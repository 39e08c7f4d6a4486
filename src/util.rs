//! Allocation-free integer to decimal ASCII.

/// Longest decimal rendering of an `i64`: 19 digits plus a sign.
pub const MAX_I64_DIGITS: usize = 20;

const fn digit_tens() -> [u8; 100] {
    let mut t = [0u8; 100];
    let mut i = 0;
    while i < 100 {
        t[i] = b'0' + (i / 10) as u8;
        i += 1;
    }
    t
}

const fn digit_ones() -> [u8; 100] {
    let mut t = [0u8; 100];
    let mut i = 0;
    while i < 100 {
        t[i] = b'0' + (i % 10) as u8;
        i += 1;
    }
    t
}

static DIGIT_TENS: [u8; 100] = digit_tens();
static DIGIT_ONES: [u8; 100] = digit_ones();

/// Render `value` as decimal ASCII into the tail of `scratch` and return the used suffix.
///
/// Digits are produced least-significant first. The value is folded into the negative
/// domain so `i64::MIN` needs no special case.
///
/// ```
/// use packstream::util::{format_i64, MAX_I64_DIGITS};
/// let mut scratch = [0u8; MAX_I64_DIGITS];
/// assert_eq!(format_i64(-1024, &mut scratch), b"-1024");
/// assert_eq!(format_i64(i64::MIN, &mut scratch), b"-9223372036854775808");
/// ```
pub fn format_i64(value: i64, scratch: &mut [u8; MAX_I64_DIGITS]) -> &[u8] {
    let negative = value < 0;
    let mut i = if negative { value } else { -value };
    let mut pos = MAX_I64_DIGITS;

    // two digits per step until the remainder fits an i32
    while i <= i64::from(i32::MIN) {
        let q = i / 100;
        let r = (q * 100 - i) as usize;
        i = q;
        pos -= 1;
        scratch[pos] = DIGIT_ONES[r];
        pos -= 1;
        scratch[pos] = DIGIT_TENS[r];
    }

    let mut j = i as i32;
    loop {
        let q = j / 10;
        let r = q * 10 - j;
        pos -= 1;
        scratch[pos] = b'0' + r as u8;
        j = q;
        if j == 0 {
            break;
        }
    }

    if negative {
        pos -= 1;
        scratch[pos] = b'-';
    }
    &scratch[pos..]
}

- **Task instructions**: Only the lines of the data holding the string "const" are wanted; copy each of them.

- **Exercise output**:
pub const MAX_I64_DIGITS: usize = 20;
const fn digit_tens() -> [u8; 100] {
const fn digit_ones() -> [u8; 100] {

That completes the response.